Implicit to the narrative of both Woolf and Zusak, memory is unique in its capacity to engage the intertextual nature of time in one concept. Memory is of something past, remembered, constructed, represented or forgotten: time been and occupied. Memory is of this something past considered in the present, eternal: time considered and lived. Memory of this something past considered in the present has the ability to shape the future: time subjective and comprehended. The three are interdependent and mutually constitutive. One cannot exist without the other two, or it is not memory. 

And yet memory, whilst easily delineated into such a triad of being, is far from simple. It is instead inherently unreliable: the subject of misuse, fabrication, and loss, amongst other things. This unreliability in turn stems from its conditioning of time, given that time, as we have established, is itself largely unknown and generally complex. I think that’s why we’re so obsessed with both concepts, and goes someway to explaining the extent of their influence in and on our everyday.

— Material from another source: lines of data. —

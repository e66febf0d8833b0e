// SPDX-FileCopyrightText: 2025 Semiotic Labs
//
// SPDX-License-Identifier: Apache-2.0

//! Routes module
//!
//! This module provides route configuration and handlers for the zip-finder server.

pub mod handlers;

use axum::{Router, routing::get};
use handlers::{health_handler, lookup_handler};

use crate::{
    metrics::metrics_handler,
    openapi::{openapi_spec, swagger_ui},
    state::ServerState,
};

/// Create application routes
///
/// Fixed routes are matched before the `/{zipcode}` capture, so `/health`
/// never reaches the lookup handler.
pub fn create_routes() -> Router<ServerState> {
    let ops_routes = Router::new()
        .route("/health", get(health_handler))
        .route("/metrics", get(metrics_handler));

    let docs_routes = Router::new()
        .route("/api-doc/openapi.json", get(openapi_spec))
        .route("/swagger-ui", get(swagger_ui));

    let lookup_routes = Router::new().route("/{zipcode}", get(lookup_handler));

    Router::new()
        .merge(ops_routes)
        .merge(docs_routes)
        .merge(lookup_routes)
}
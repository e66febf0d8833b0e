// SPDX-FileCopyrightText: 2025 Semiotic Labs
//
// SPDX-License-Identifier: Apache-2.0

//! Postmon integration
//!
//! Postmon signals an unknown postal code with an empty body.

use api_client::{AddressRecord, ApiError, ZipCodeService, nullable_string};
use serde::Deserialize;
use url::Url;

/// Production base URL
pub const POSTMON_BASE_URL: &str = "https://api.postmon.com.br/";

/// Provider identifier
pub const POSTMON_SERVICE_ID: &str = "postmon";

/// Postmon response layout
#[derive(Debug, Clone, Default, PartialEq, Eq, Deserialize)]
#[serde(default)]
pub struct PostmonResponse {
    /// District
    #[serde(deserialize_with = "nullable_string")]
    pub bairro: String,
    /// City
    #[serde(deserialize_with = "nullable_string")]
    pub cidade: String,
    /// Street name
    #[serde(deserialize_with = "nullable_string")]
    pub logradouro: String,
    /// State code
    #[serde(deserialize_with = "nullable_string")]
    pub estado: String,
}

/// Postmon adapter
#[derive(Debug, Clone)]
pub struct Postmon {
    base_url: String,
}

impl Default for Postmon {
    fn default() -> Self {
        Self::new()
    }
}

impl Postmon {
    /// Create an adapter pointing at the production endpoint
    pub fn new() -> Self {
        Self::with_base_url(POSTMON_BASE_URL)
    }

    /// Create an adapter pointing at a custom base URL
    pub fn with_base_url(base_url: impl Into<String>) -> Self {
        Self {
            base_url: base_url.into(),
        }
    }
}

impl ZipCodeService for Postmon {
    type Payload = PostmonResponse;

    fn name(&self) -> &'static str {
        POSTMON_SERVICE_ID
    }

    fn endpoint(&self, zip_code: &str) -> Result<Url, ApiError> {
        let mut url = Url::parse(&self.base_url)?;
        url.path_segments_mut()
            .map_err(|()| ApiError::Configuration {
                message: format!("{} cannot be used as a base URL", self.base_url),
            })?
            .pop_if_empty()
            .extend(["v1", "cep", zip_code]);
        Ok(url)
    }

    fn is_valid_body(&self, body: &[u8]) -> bool {
        !body.is_empty()
    }

    fn to_canonical(&self, payload: Self::Payload) -> AddressRecord {
        AddressRecord::new(
            POSTMON_SERVICE_ID,
            payload.cidade,
            payload.bairro,
            payload.logradouro,
            payload.estado,
        )
    }
}
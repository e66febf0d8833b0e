// SPDX-FileCopyrightText: 2025 Semiotic Labs
//
// SPDX-License-Identifier: Apache-2.0

//! Error handling module
//!
//! Server lifecycle and request errors, with their HTTP response mapping.
//! Provider failures never show up here: the lookup race absorbs them.

use std::net::SocketAddr;

use axum::{
    Json,
    http::StatusCode,
    response::{IntoResponse, Response},
};
use thiserror::Error;

/// Error types for server operations
#[derive(Error, Debug)]
pub enum ServerError {
    /// Configuration validation errors
    #[error("Configuration error: {message}")]
    Config {
        /// Error message
        message: String,
    },

    /// Network binding errors
    #[error("Failed to bind to {address}: {source}")]
    Bind {
        /// Socket address that failed to bind
        address: SocketAddr,
        /// Underlying IO error
        source: std::io::Error,
    },

    /// Server startup errors
    #[error("Server startup failed: {source}")]
    Startup {
        /// Underlying IO error
        source: std::io::Error,
    },

    /// Server shutdown errors
    #[error("Server shutdown failed: {source}")]
    Shutdown {
        /// Underlying IO error
        source: std::io::Error,
    },

    /// Dependency construction errors
    #[error("Dependency error: {message}")]
    Dependency {
        /// Error message
        message: String,
    },

    /// Timeout errors for operations that exceed time limits
    #[error("Operation timed out after {timeout_seconds} seconds")]
    Timeout {
        /// Timeout duration in seconds
        timeout_seconds: u64,
    },

    /// Input validation errors
    #[error("Validation error: {0}")]
    ValidationError(String),
}

/// Result type for server operations
pub type ServerResult<T> = Result<T, ServerError>;

impl ServerError {
    /// HTTP status code this error maps to
    pub fn status_code(&self) -> StatusCode {
        match self {
            ServerError::Config { .. }
            | ServerError::Bind { .. }
            | ServerError::Startup { .. }
            | ServerError::Shutdown { .. } => StatusCode::INTERNAL_SERVER_ERROR,
            ServerError::Dependency { .. } => StatusCode::SERVICE_UNAVAILABLE,
            ServerError::Timeout { .. } => StatusCode::REQUEST_TIMEOUT,
            ServerError::ValidationError(..) => StatusCode::BAD_REQUEST,
        }
    }
}

impl IntoResponse for ServerError {
    fn into_response(self) -> Response {
        let status = self.status_code();
        let body = Json(serde_json::json!({
            "error": self.to_string(),
            "status": status.as_u16()
        }));

        (status, body).into_response()
    }
}
// SPDX-FileCopyrightText: 2025 Semiotic Labs
//
// SPDX-License-Identifier: Apache-2.0

//! Server state management module
//!
//! Shared application state for the zip-finder server: configuration, the
//! provider registry and the cancellation token used for coordinated shutdown.

use std::sync::Arc;

use external_apis::ProviderRegistry;
use serde::{Deserialize, Serialize};
use tokio_util::sync::CancellationToken;
use utoipa::ToSchema;

use crate::config::{Environment, ServerConfig};

/// Shared application state with cancellation token support
#[derive(Debug, Clone)]
pub struct ServerState {
    /// Server configuration
    config: ServerConfig,
    /// Providers raced on every lookup
    registry: Arc<ProviderRegistry>,
    /// Cancellation token for coordinated shutdown
    pub cancellation_token: CancellationToken,
}

impl ServerState {
    /// Create new server state
    ///
    /// # Arguments
    ///
    /// * `config` - Server configuration
    /// * `registry` - Providers raced on every lookup
    /// * `cancellation_token` - Token for coordinated cancellation
    pub fn new(
        config: ServerConfig,
        registry: Arc<ProviderRegistry>,
        cancellation_token: CancellationToken,
    ) -> Self {
        Self {
            config,
            registry,
            cancellation_token,
        }
    }

    /// Server configuration
    pub fn config(&self) -> &ServerConfig {
        &self.config
    }

    /// Get the provider registry
    pub fn registry(&self) -> &Arc<ProviderRegistry> {
        &self.registry
    }

    /// Report service health
    ///
    /// Providers are not contacted here: a provider that is down only loses races.
    /// The service is degraded when nothing is registered to race.
    pub fn health_check(&self) -> HealthCheck {
        let providers: Vec<String> = self
            .registry
            .provider_names()
            .into_iter()
            .map(ToString::to_string)
            .collect();

        let status = if providers.is_empty() {
            HealthStatus::Degraded {
                reason: Box::from("no postal code providers registered"),
            }
        } else {
            HealthStatus::Up
        };

        HealthCheck {
            status,
            version: Box::from(env!("CARGO_PKG_VERSION")),
            environment: self.config.environment,
            timestamp: chrono::Utc::now().to_rfc3339(),
            providers,
        }
    }
}

/// Health status of the service
#[derive(Debug, Serialize, Deserialize, PartialEq, Eq, ToSchema)]
pub enum HealthStatus {
    /// Service is fully operational and responding normally
    Up,

    /// Service is running but cannot resolve anything
    Degraded {
        /// Human-readable explanation of the degradation condition
        reason: Box<str>,
    },
}

/// Health check status
#[derive(Debug, Serialize, Deserialize, ToSchema)]
pub struct HealthCheck {
    /// Service status
    pub status: HealthStatus,
    /// Service version
    pub version: Box<str>,
    /// Environment
    pub environment: Environment,
    /// Timestamp
    pub timestamp: String,
    /// Identifiers of the providers raced on every lookup
    #[schema(example = json!(["viacep", "postmon", "republica_virtual"]))]
    pub providers: Vec<String>,
}
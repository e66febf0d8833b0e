// SPDX-FileCopyrightText: 2025 Semiotic Labs
//
// SPDX-License-Identifier: Apache-2.0

//! `OpenAPI` document definition

use shared_types::AddressRecord;
use utoipa::OpenApi;

use crate::{
    config::Environment,
    routes::handlers,
    state::{HealthCheck, HealthStatus},
};

/// `OpenAPI` document for the zip-finder HTTP surface
#[derive(Debug, OpenApi)]
#[openapi(
    info(
        title = "zip-finder",
        description = "Brazilian postal code lookup racing several public providers"
    ),
    paths(handlers::health_handler, handlers::lookup_handler),
    components(schemas(AddressRecord, HealthCheck, HealthStatus, Environment)),
    tags(
        (name = "lookup", description = "Postal code lookup"),
        (name = "health", description = "Service health")
    )
)]
pub struct ApiDoc;
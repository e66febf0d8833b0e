// SPDX-FileCopyrightText: 2025 Semiotic Labs
//
// SPDX-License-Identifier: Apache-2.0

//! Shared types for the zip-finder service
//!
//! This crate provides the canonical address record every provider converges to
//! and the postal code validation helper, shared across the workspace to avoid
//! circular dependencies between the provider crates and the HTTP server.

pub mod address;
pub mod zip_code;

pub use address::AddressRecord;
pub use zip_code::{MIN_ZIP_CODE_DIGITS, NON_DIGIT_PATTERN, is_valid_zip_code, normalize_zip_code};
// SPDX-FileCopyrightText: 2025 Semiotic Labs
//
// SPDX-License-Identifier: Apache-2.0

//! Single-provider lookup pipeline
//!
//! [`fetch_address`] runs one provider end to end: build the URL, send the
//! request, read the whole body, reject non-success statuses and soft failures,
//! then parse and convert. [`AddressLookup`] erases the provider's payload type
//! so the registry can hold every provider in one list.

use std::{fmt, future::Future, pin::Pin};

use api_client::{AddressRecord, ApiError, ZipCodeService};
use reqwest::{Client, header::ACCEPT};
use tracing::debug;

/// Boxed future returned by [`AddressLookup::lookup`]
pub type LookupFuture<'a> = Pin<Box<dyn Future<Output = Result<AddressRecord, ApiError>> + Send + 'a>>;

/// Object-safe view of a [`ZipCodeService`]
///
/// Implemented for every `ZipCodeService`, so providers never implement it by hand.
pub trait AddressLookup: Send + Sync + fmt::Debug {
    /// Provider identifier
    fn service_name(&self) -> &'static str;

    /// Look up a raw zip code with the given HTTP client
    fn lookup<'a>(&'a self, client: &'a Client, zip_code: &'a str) -> LookupFuture<'a>;
}

impl<S: ZipCodeService> AddressLookup for S {
    fn service_name(&self) -> &'static str {
        self.name()
    }

    fn lookup<'a>(&'a self, client: &'a Client, zip_code: &'a str) -> LookupFuture<'a> {
        Box::pin(fetch_address(client, self, zip_code))
    }
}

/// Query one provider and convert its answer to an [`AddressRecord`]
///
/// The response body is fully read and released before this returns, whatever
/// the outcome.
///
/// # Errors
///
/// Returns [`ApiError::Http`] on transport failures, [`ApiError::Status`] on a
/// non-success status, [`ApiError::NotFound`] on the provider's soft failure and
/// [`ApiError::InvalidResponse`] when the body cannot be decoded.
pub async fn fetch_address<S>(
    client: &Client,
    service: &S,
    zip_code: &str,
) -> Result<AddressRecord, ApiError>
where
    S: ZipCodeService,
{
    let url = service.endpoint(zip_code)?;

    debug!(service = service.name(), %url, "querying postal code provider");

    let response = client
        .get(url)
        .header(ACCEPT, "application/json")
        .send()
        .await
        .map_err(|error| ApiError::Http {
            message: error.to_string(),
        })?;

    let status = response.status();
    if !status.is_success() {
        return Err(ApiError::Status {
            service: service.name(),
            status: status.as_u16(),
        });
    }

    let body = response.bytes().await.map_err(|error| ApiError::Http {
        message: error.to_string(),
    })?;

    service.convert_body(&body)
}
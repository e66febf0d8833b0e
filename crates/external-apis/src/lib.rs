// SPDX-FileCopyrightText: 2025 Semiotic Labs
//
// SPDX-License-Identifier: Apache-2.0

//! Postal code provider integrations
//!
//! This crate provides implementations of the `ZipCodeService` trait for the public
//! Brazilian postal code services, along with the registry that races them.
//!
//! # Architecture
//!
//! - **Provider Implementations**: [`viacep`], [`postmon`], [`republica_virtual`] -
//!   endpoint templates, "not found" detection and payload mapping per provider
//! - **Lookup Pipeline**: [`lookup::fetch_address`] - one provider, request to record
//! - **Registry Pattern**: [`registry::ProviderRegistry`] - concurrent race with a deadline
//!
//! # Features
//!
//! - **First Answer Wins**: every provider is queried at once; the first valid
//!   address is returned and slower providers are ignored
//! - **Soft Failure Detection**: each provider's own "not found" signal is honoured
//!   even though all of them answer HTTP 200
//! - **Silent Degradation**: a failing provider only lowers the chance of an answer
//! - **Testing Support**: adapters accept a base URL so wiremock can stand in for
//!   the real services

pub mod lookup;
pub mod postmon;
pub mod registry;
pub mod republica_virtual;
pub mod viacep;

pub use lookup::*;
pub use postmon::*;
pub use registry::*;
pub use republica_virtual::*;
pub use viacep::*;
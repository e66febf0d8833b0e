// SPDX-FileCopyrightText: 2025 Semiotic Labs
//
// SPDX-License-Identifier: Apache-2.0

//! Postal code validation
//!
//! Validation is advisory: providers always receive the raw input, and the
//! lookup itself never rejects a zip code based on this check.

use std::{borrow::Cow, sync::LazyLock};

use regex::Regex;

/// Pattern matching every character that is not an ASCII digit
pub const NON_DIGIT_PATTERN: &str = "[^0-9]";

/// Minimum number of digits a postal code must contain
pub const MIN_ZIP_CODE_DIGITS: usize = 8;

static NON_DIGIT: LazyLock<Regex> = LazyLock::new(|| {
    Regex::new(NON_DIGIT_PATTERN).expect("non-digit pattern is a valid regex")
});

/// Strip every non-digit character from a raw postal code
pub fn normalize_zip_code(raw: &str) -> Cow<'_, str> {
    NON_DIGIT.replace_all(raw, "")
}

/// Check whether a raw postal code carries at least [`MIN_ZIP_CODE_DIGITS`] digits
///
/// Punctuation and whitespace are ignored, so `"12345-678"` is valid.
pub fn is_valid_zip_code(raw: &str) -> bool {
    normalize_zip_code(raw).len() >= MIN_ZIP_CODE_DIGITS
}
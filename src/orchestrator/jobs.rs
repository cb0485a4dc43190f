//! Job creation, link attachment, and inspection.

use crate::config::AdmissionMode;
use crate::error::{Error, Result};
use crate::types::{JobDetail, JobId, JobStatus, JobSummary};
use std::sync::atomic::Ordering;

use super::JobOrchestrator;

impl JobOrchestrator {
    /// Create a new pending job
    ///
    /// Fails with [`Error::Busy`] when no processing slot is free. In
    /// [`AdmissionMode::Reserve`] the slot is taken now and held by the job
    /// until its pipeline run ends; in [`AdmissionMode::Advisory`] this is only
    /// a check and the pipeline takes a slot when it starts.
    pub async fn create_job(&self) -> Result<JobSummary> {
        if !self.accepting_new.load(Ordering::SeqCst) {
            return Err(Error::ShuttingDown);
        }

        let reservation = match self.config.processing.admission {
            AdmissionMode::Reserve => Some(self.gate.try_acquire().inspect_err(|e| {
                tracing::warn!(error = %e, "Rejected job creation");
            })?),
            AdmissionMode::Advisory => {
                if self.gate.available() == 0 {
                    tracing::warn!("Rejected job creation: no free processing slot");
                    return Err(Error::Busy);
                }
                None
            }
        };

        let id = JobId::new();
        let job = self.store.create(id).await.inspect_err(|e| {
            tracing::error!(job_id = %id, error = %e, "Failed to create job");
        })?;

        if let Some(permit) = reservation {
            let mut reservations = self.reservations.lock().await;
            reservations.insert(id, permit);
            if reservations.len() == self.gate.capacity() {
                tracing::warn!(
                    reserved = reservations.len(),
                    "Every processing slot is held by a job still waiting for links"
                );
            }
        }

        tracing::info!(job_id = %id, "Job created");
        Ok(JobSummary::from(&job))
    }

    /// Attach a link to a job
    ///
    /// When this link fills the job, its archive pipeline is started in the
    /// background and the `Ready` summary is returned without waiting for it.
    pub async fn add_link(&self, id: JobId, url: &str) -> Result<JobSummary> {
        validate_link(url).inspect_err(|e| {
            tracing::warn!(job_id = %id, url, error = %e, "Rejected link");
        })?;

        let job = self.store.add_link(id, url).await.inspect_err(|e| {
            tracing::warn!(job_id = %id, url, error = %e, "Failed to add link to job");
        })?;

        tracing::info!(job_id = %id, url, links = job.links.len(), status = %job.status, "Link added");

        if job.status == JobStatus::Ready {
            self.launch_pipeline(id).await;
        }
        Ok(JobSummary::from(&job))
    }

    /// Current state of a job, including its result once finished
    pub async fn get_job(&self, id: JobId) -> Result<JobDetail> {
        let job = self.store.get(id).await.inspect_err(|e| {
            tracing::debug!(job_id = %id, error = %e, "Job lookup failed");
        })?;
        Ok(JobDetail::from(job))
    }

    /// Every job, oldest first
    pub async fn list_jobs(&self) -> Result<Vec<JobSummary>> {
        let jobs = self.store.list().await?;
        Ok(jobs.iter().map(JobSummary::from).collect())
    }

    async fn launch_pipeline(&self, id: JobId) {
        let reserved = self.reservations.lock().await.remove(&id);
        let pipeline = self.pipeline.clone();

        tracing::debug!(job_id = %id, reserved = reserved.is_some(), "Starting archive pipeline");
        self.tasks.spawn(async move {
            pipeline.run(id, reserved).await;
        });
    }
}

/// Links must be absolute http(s) URLs with a host
fn validate_link(url: &str) -> Result<()> {
    let parsed = url::Url::parse(url).map_err(|e| Error::InvalidLink(format!("{url}: {e}")))?;
    match parsed.scheme() {
        "http" | "https" if parsed.host_str().is_some() => Ok(()),
        scheme => Err(Error::InvalidLink(format!(
            "{url}: unsupported scheme '{scheme}'"
        ))),
    }
}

We tune our lives to the concept of time, from the waking and rest of our bodies to the very notion of life itself. We obsess over memory, from the use of past knowledge to facilitate our present capability (for example: I know how to speak from the example of my parents, first, and my encounters with all kind of mediums, from texts to people, second) to an innate compulsion to record the any and the every in digital pictures or written sentences that testify to our being in an imagined future. In both, we actively, if subconsciously, contribute to the on-going creation and negotiation of time. 

Parmenides considered time an illusion with no real existence. Plato, on the other hand, thought it an eternity independent of anything happening. Despite their difference, both philosophers point to the difficulty of defining exactly what time is and, unanimously, grant it ontology as an abstract continuity. That is, they take time as something that always has been, is, and always will be, no matter what happens, but something that, because of this innate pervasiveness (read: timelessness), can never be known in the definite sense. Time is therefore unknown. By implication, however, time is therefore known in the plural, ad infinitum. Time is a concept we will continue to wrestle, live and construct, not least in the complexity of memory. Time is ultimately, therefore, timeless.